Ah, the good old days, eh?
Not necessarily, even with gas pushing or exceeding $3 per gallon. A National Policy Analysis report by David Ridenour of the National Center for Public Policy Research has an interesting comparison between the price of gas and other commodities in April of 1981 and today. According to data he cites from the Bureau of Labor Statistics, the average cost of a gallon of regular unleaded gas (sans taxes) in ’81 was around $1.26, which would be $2.83 in inflation-adjusted dollars today. Yet the average cost per gallon of regular unleaded (pre-tax) in May of this year was $2.29, about 19% below the adjusted cost. Furthermore, he indicates that in the late 70s and early 80s the adjusted cost was regularly over $2 per gallon, while the .25 per gallon pre-tax cost of gasoline in 1922 is the equivalent of $3 today.
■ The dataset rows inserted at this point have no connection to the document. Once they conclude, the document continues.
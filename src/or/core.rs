use core::fmt;

#[cfg(feature = "serde")]
use serde::{Deserialize, Serialize};

use crate::or::check::Check;
use crate::types::One;

/// A disjoint union of a good value and a bad value.
///
/// `Or<G, B>` is an explicit alternative to panics and early returns: a computation
/// that can fail reports either `Good(G)` or `Bad(B)`, and the caller decides how to
/// continue. Unlike [`Result`], `Or` is designed to be *accumulated*: calling
/// [`accumulating`](Or::accumulating) turns the bad side into a [`One`], and the
/// [`accumulation`](crate::accumulation) module combines many such values into one,
/// keeping every failure instead of only the first.
///
/// # Type Parameters
///
/// * `G` - The good (success) value type
/// * `B` - The bad (failure) value type
///
/// # Variants
///
/// * `Good(G)` - Contains a successful value
/// * `Bad(B)` - Contains a failure value
///
/// # Examples
///
/// ```
/// use or_rail::Or;
///
/// fn parse_age(input: &str) -> Or<u32, String> {
///     match input.trim().parse::<i64>() {
///         Ok(age) if age >= 0 => Or::good(age as u32),
///         Ok(age) => Or::bad(format!("'{}' is not a valid age", age)),
///         Err(_) => Or::bad(format!("'{}' is not a valid integer", input)),
///     }
/// }
///
/// assert_eq!(parse_age("29"), Or::Good(29));
/// assert_eq!(parse_age("-29"), Or::Bad("'-29' is not a valid age".to_string()));
/// ```
#[must_use]
#[cfg_attr(feature = "serde", derive(Serialize, Deserialize))]
#[derive(Clone, Copy, PartialEq, PartialOrd, Eq, Ord, Debug, Hash)]
pub enum Or<G, B> {
    Good(G),
    Bad(B),
}

impl<G, B> Or<G, B> {
    /// Creates a good value.
    ///
    /// # Examples
    ///
    /// ```
    /// use or_rail::Or;
    ///
    /// let or = Or::<i32, &str>::good(42);
    /// assert!(or.is_good());
    /// ```
    #[inline]
    pub fn good(value: G) -> Self {
        Self::Good(value)
    }

    /// Creates a bad value.
    ///
    /// # Examples
    ///
    /// ```
    /// use or_rail::Or;
    ///
    /// let or = Or::<i32, &str>::bad("missing field");
    /// assert!(or.is_bad());
    /// ```
    #[inline]
    pub fn bad(value: B) -> Self {
        Self::Bad(value)
    }

    /// Returns `true` if this is a `Good`.
    #[must_use]
    #[inline]
    pub fn is_good(&self) -> bool {
        matches!(self, Self::Good(_))
    }

    /// Returns `true` if this is a `Bad`.
    #[must_use]
    #[inline]
    pub fn is_bad(&self) -> bool {
        !self.is_good()
    }

    /// Borrows both arms.
    #[inline]
    pub fn as_ref(&self) -> Or<&G, &B> {
        match self {
            Self::Good(g) => Or::Good(g),
            Self::Bad(b) => Or::Bad(b),
        }
    }

    /// Mutably borrows both arms.
    #[inline]
    pub fn as_mut(&mut self) -> Or<&mut G, &mut B> {
        match self {
            Self::Good(g) => Or::Good(g),
            Self::Bad(b) => Or::Bad(b),
        }
    }

    /// Maps the good value, leaving a bad value untouched.
    ///
    /// # Examples
    ///
    /// ```
    /// use or_rail::Or;
    ///
    /// let or = Or::<i32, &str>::good(21);
    /// assert_eq!(or.map(|x| x * 2), Or::Good(42));
    ///
    /// let or = Or::<i32, &str>::bad("nope");
    /// assert_eq!(or.map(|x| x * 2), Or::Bad("nope"));
    /// ```
    #[inline]
    pub fn map<H, F>(self, f: F) -> Or<H, B>
    where
        F: FnOnce(G) -> H,
    {
        match self {
            Self::Good(g) => Or::Good(f(g)),
            Self::Bad(b) => Or::Bad(b),
        }
    }

    /// Maps the bad value, leaving a good value untouched.
    ///
    /// # Examples
    ///
    /// ```
    /// use or_rail::Or;
    ///
    /// let or = Or::<i32, &str>::bad("nope");
    /// assert_eq!(or.bad_map(str::len), Or::Bad(4));
    /// ```
    #[inline]
    pub fn bad_map<C, F>(self, f: F) -> Or<G, C>
    where
        F: FnOnce(B) -> C,
    {
        match self {
            Self::Good(g) => Or::Good(g),
            Self::Bad(b) => Or::Bad(f(b)),
        }
    }

    /// Chains a computation that can itself fail.
    ///
    /// `f` is invoked only for a `Good`; a `Bad` is returned as is, so the first
    /// failure in a chain of `and_then` calls wins. Use the
    /// [`accumulation`](crate::accumulation) module to keep every failure of
    /// independent computations.
    ///
    /// # Examples
    ///
    /// ```
    /// use or_rail::Or;
    ///
    /// fn half(n: i32) -> Or<i32, String> {
    ///     if n % 2 == 0 {
    ///         Or::good(n / 2)
    ///     } else {
    ///         Or::bad(format!("{} is odd", n))
    ///     }
    /// }
    ///
    /// assert_eq!(Or::good(8).and_then(half).and_then(half), Or::Good(2));
    /// assert_eq!(Or::good(6).and_then(half).and_then(half), Or::Bad("3 is odd".to_string()));
    /// ```
    #[inline]
    pub fn and_then<H, F>(self, f: F) -> Or<H, B>
    where
        F: FnOnce(G) -> Or<H, B>,
    {
        match self {
            Self::Good(g) => f(g),
            Self::Bad(b) => Or::Bad(b),
        }
    }

    /// Collapses both arms into a single value.
    ///
    /// # Examples
    ///
    /// ```
    /// use or_rail::Or;
    ///
    /// let or = Or::<i32, &str>::bad("oops");
    /// let text = or.fold(|g| g.to_string(), |b| b.to_uppercase());
    /// assert_eq!(text, "OOPS");
    /// ```
    #[inline]
    pub fn fold<V, GF, BF>(self, good_fn: GF, bad_fn: BF) -> V
    where
        GF: FnOnce(G) -> V,
        BF: FnOnce(B) -> V,
    {
        match self {
            Self::Good(g) => good_fn(g),
            Self::Bad(b) => bad_fn(b),
        }
    }

    /// Maps both arms at once, keeping the arm.
    ///
    /// # Examples
    ///
    /// ```
    /// use or_rail::Or;
    ///
    /// let or = Or::<i32, &str>::bad("oops").transform(|g| g * 2, str::len);
    /// assert_eq!(or, Or::Bad(4));
    /// ```
    #[inline]
    pub fn transform<H, C, GF, BF>(self, good_fn: GF, bad_fn: BF) -> Or<H, C>
    where
        GF: FnOnce(G) -> H,
        BF: FnOnce(B) -> C,
    {
        match self {
            Self::Good(g) => Or::Good(good_fn(g)),
            Self::Bad(b) => Or::Bad(bad_fn(b)),
        }
    }

    /// Validates a good value.
    ///
    /// A `Good` whose value fails `validator` becomes `Bad` with the reported failure.
    /// A passing `Good` and any `Bad` are returned unchanged.
    ///
    /// # Examples
    ///
    /// ```
    /// use or_rail::{Check, Or};
    ///
    /// let adult = |age: &u32| Check::from_bool(*age >= 18, || "too young");
    ///
    /// assert_eq!(Or::<u32, &str>::good(30).filter(adult), Or::Good(30));
    /// assert_eq!(Or::<u32, &str>::good(12).filter(adult), Or::Bad("too young"));
    /// ```
    #[inline]
    pub fn filter<F>(self, validator: F) -> Or<G, B>
    where
        F: FnOnce(&G) -> Check<B>,
    {
        match self {
            Self::Good(g) => match validator(&g) {
                Check::Pass => Self::Good(g),
                Check::Fail(b) => Self::Bad(b),
            },
            bad => bad,
        }
    }

    /// Returns `true` if this is a `Good` whose value satisfies `p`.
    #[must_use]
    #[inline]
    pub fn exists<P>(&self, p: P) -> bool
    where
        P: FnOnce(&G) -> bool,
    {
        match self {
            Self::Good(g) => p(g),
            Self::Bad(_) => false,
        }
    }

    /// Returns `true` if this is a `Bad`, or a `Good` whose value satisfies `p`.
    #[must_use]
    #[inline]
    pub fn for_all<P>(&self, p: P) -> bool
    where
        P: FnOnce(&G) -> bool,
    {
        match self {
            Self::Good(g) => p(g),
            Self::Bad(_) => true,
        }
    }

    /// Runs `action` on the good value, if any.
    #[inline]
    pub fn for_each<F>(&self, action: F)
    where
        F: FnOnce(&G),
    {
        if let Self::Good(g) = self {
            action(g);
        }
    }

    /// Runs `good_fn` on a good value or `bad_fn` on a bad one.
    ///
    /// # Examples
    ///
    /// ```
    /// use or_rail::Or;
    ///
    /// let mut goods = Vec::new();
    /// let mut bads = Vec::new();
    /// Or::<i32, &str>::bad("late").for_each_arm(|g| goods.push(*g), |b| bads.push(*b));
    ///
    /// assert!(goods.is_empty());
    /// assert_eq!(bads, vec!["late"]);
    /// ```
    #[inline]
    pub fn for_each_arm<GF, BF>(&self, good_fn: GF, bad_fn: BF)
    where
        GF: FnOnce(&G),
        BF: FnOnce(&B),
    {
        match self {
            Self::Good(g) => good_fn(g),
            Self::Bad(b) => bad_fn(b),
        }
    }

    /// Returns `self` if good, otherwise `alternative`.
    ///
    /// # Examples
    ///
    /// ```
    /// use or_rail::Or;
    ///
    /// let fallback = Or::<i32, &str>::good(0);
    /// assert_eq!(Or::bad("nope").or(fallback), Or::Good(0));
    /// assert_eq!(Or::good(5).or(fallback), Or::Good(5));
    /// ```
    #[inline]
    pub fn or(self, alternative: Or<G, B>) -> Or<G, B> {
        match self {
            Self::Good(g) => Self::Good(g),
            Self::Bad(_) => alternative,
        }
    }

    /// Returns `self` if good, otherwise the lazily computed alternative.
    #[inline]
    pub fn or_else<F>(self, alternative: F) -> Or<G, B>
    where
        F: FnOnce() -> Or<G, B>,
    {
        match self {
            Self::Good(g) => Self::Good(g),
            Self::Bad(_) => alternative(),
        }
    }

    /// Turns a bad value into a good one.
    ///
    /// # Examples
    ///
    /// ```
    /// use or_rail::Or;
    ///
    /// let or = Or::<usize, &str>::bad("four");
    /// assert_eq!(or.recover(str::len), Or::Good(4));
    /// ```
    #[inline]
    pub fn recover<F>(self, f: F) -> Or<G, B>
    where
        F: FnOnce(B) -> G,
    {
        match self {
            Self::Good(g) => Self::Good(g),
            Self::Bad(b) => Self::Good(f(b)),
        }
    }

    /// Replaces a bad value with the outcome of another computation.
    ///
    /// # Examples
    ///
    /// ```
    /// use or_rail::Or;
    ///
    /// let or = Or::<i32, &str>::bad("12");
    /// let retried: Or<i32, String> = or.recover_with(|b| match b.parse() {
    ///     Ok(n) => Or::good(n),
    ///     Err(_) => Or::bad(format!("still bad: {}", b)),
    /// });
    /// assert_eq!(retried, Or::Good(12));
    /// ```
    #[inline]
    pub fn recover_with<C, F>(self, f: F) -> Or<G, C>
    where
        F: FnOnce(B) -> Or<G, C>,
    {
        match self {
            Self::Good(g) => Or::Good(g),
            Self::Bad(b) => f(b),
        }
    }

    /// Exchanges the roles of the two arms.
    ///
    /// # Examples
    ///
    /// ```
    /// use or_rail::Or;
    ///
    /// assert_eq!(Or::<i32, &str>::good(1).swap(), Or::<&str, i32>::Bad(1));
    /// ```
    #[inline]
    pub fn swap(self) -> Or<B, G> {
        match self {
            Self::Good(g) => Or::Bad(g),
            Self::Bad(b) => Or::Good(b),
        }
    }

    /// Returns the good value or `default`.
    #[must_use]
    #[inline]
    pub fn get_or(self, default: G) -> G {
        match self {
            Self::Good(g) => g,
            Self::Bad(_) => default,
        }
    }

    /// Returns the good value or computes one from the bad value.
    #[must_use]
    #[inline]
    pub fn get_or_else<F>(self, f: F) -> G
    where
        F: FnOnce(B) -> G,
    {
        match self {
            Self::Good(g) => g,
            Self::Bad(b) => f(b),
        }
    }

    /// Returns the good value.
    ///
    /// # Panics
    ///
    /// Panics if this is a `Bad`. Reading the wrong arm is a logic error in the
    /// caller, not a domain failure; use [`into_good`](Or::into_good),
    /// [`get_or`](Or::get_or) or [`fold`](Or::fold) when both arms are expected.
    ///
    /// # Examples
    ///
    /// ```should_panic
    /// use or_rail::Or;
    ///
    /// let or = Or::<i32, &str>::bad("nope");
    /// or.get();
    /// ```
    #[must_use]
    #[inline]
    #[track_caller]
    pub fn get(self) -> G
    where
        B: fmt::Debug,
    {
        match self {
            Self::Good(g) => g,
            Self::Bad(b) => wrong_arm("Or::get()", "Bad", &b),
        }
    }

    /// Returns the bad value.
    ///
    /// # Panics
    ///
    /// Panics if this is a `Good`.
    #[must_use]
    #[inline]
    #[track_caller]
    pub fn get_bad(self) -> B
    where
        G: fmt::Debug,
    {
        match self {
            Self::Good(g) => wrong_arm("Or::get_bad()", "Good", &g),
            Self::Bad(b) => b,
        }
    }

    /// Returns the good value, discarding a bad one.
    #[must_use]
    #[inline]
    pub fn into_good(self) -> Option<G> {
        match self {
            Self::Good(g) => Some(g),
            Self::Bad(_) => None,
        }
    }

    /// Returns the bad value, discarding a good one.
    #[must_use]
    #[inline]
    pub fn into_bad(self) -> Option<B> {
        match self {
            Self::Good(_) => None,
            Self::Bad(b) => Some(b),
        }
    }

    /// Wraps a bad value in a [`One`], making this value eligible for accumulation.
    ///
    /// Calling it on an already accumulating `Or` nests the accumulation, as for any
    /// other bad type.
    ///
    /// # Examples
    ///
    /// ```
    /// use or_rail::Or;
    /// use or_rail::types::One;
    ///
    /// let or = Or::<i32, &str>::bad("nope").accumulating();
    /// assert_eq!(or, Or::Bad(One::of("nope")));
    /// ```
    #[inline]
    pub fn accumulating(self) -> Or<G, One<B>> {
        self.bad_map(One::of)
    }
}

#[cold]
#[inline(never)]
#[track_caller]
fn wrong_arm(call: &str, found: &str, value: &dyn fmt::Debug) -> ! {
    panic!("called `{}` on a `{}` value: {:?}", call, found, value)
}

impl<G: fmt::Display, B: fmt::Display> fmt::Display for Or<G, B> {
    fn fmt(&self, f: &mut fmt::Formatter<'_>) -> fmt::Result {
        match self {
            Self::Good(g) => write!(f, "Good({})", g),
            Self::Bad(b) => write!(f, "Bad({})", b),
        }
    }
}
By comparison, the report shows that a half-gallon of milk in 1981 cost $1.12, and $2.09 in May of this year. Both milk and gasoline have increased at slower rates than inflation over this time, but milk prices have increased at a slightly greater rate than gasoline. I figure we don’t notice this so much because we rarely buy 20 gallons of milk a week. (But can you imagine a “Got Gas?” advertising campaign?)
Another popular commodity, bread, has also increased 103 percent in the past 25 years, which is about 8% below the rate of inflation. Meanwhile, the cost of postage-stamps offered by our government-run monopoly have just about matched inflation over the same period.
While it’s never fun to pay out the big bucks at the gas station, the impact on the family budget hasn’t been as extreme as it might appear. Furthermore, we can be very glad that our cars don’t run on bottled water, which on a gallon-to-gallon basis is nearly three times that of gasoline. As Ridenour notes:
If I’m not mistaken, water is the most abundant resource on the planet, it is not controlled by a cartel, its known reserves are not limited primarily to volatile areas of the world and it requires substantially less refinement than gasoline to bring to market.
Anyone interested in getting into the Big Water bidness with me?